→ Data for the task:
......

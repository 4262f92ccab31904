//! INI file configuration adapter.
//!
//! Section and key names are case-insensitive.

use crate::ports::config_port::ConfigPort;
use configparser::ini::Ini;
use std::path::Path;

pub struct FileConfigAdapter {
    config: Ini,
}

impl FileConfigAdapter {
    pub fn from_file<P: AsRef<Path>>(path: P) -> std::io::Result<Self> {
        let mut config = Ini::new();
        config.load(path).map_err(std::io::Error::other)?;
        Ok(Self { config })
    }

    pub fn from_string(content: &str) -> Result<Self, String> {
        let mut config = Ini::new();
        config.read(content.to_string())?;
        Ok(Self { config })
    }
}

impl ConfigPort for FileConfigAdapter {
    fn get_string(&self, section: &str, key: &str) -> Option<String> {
        self.config.get(section, key)
    }

    /// Keys come back lowercased and sorted; valueless keys are dropped.
    fn get_section(&self, section: &str) -> Option<Vec<(String, String)>> {
        let map = self.config.get_map_ref().get(&section.to_lowercase())?;
        let mut pairs: Vec<(String, String)> = map
            .iter()
            .filter_map(|(k, v)| v.as_ref().map(|v| (k.clone(), v.clone())))
            .collect();
        pairs.sort();
        Some(pairs)
    }
}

......

→ Problem: Whenever a line of the listing above holds the word "path", copy that line.

→ Your solution:
use std::path::Path;
    pub fn from_file<P: AsRef<Path>>(path: P) -> std::io::Result<Self> {
        config.load(path).map_err(std::io::Error::other)?;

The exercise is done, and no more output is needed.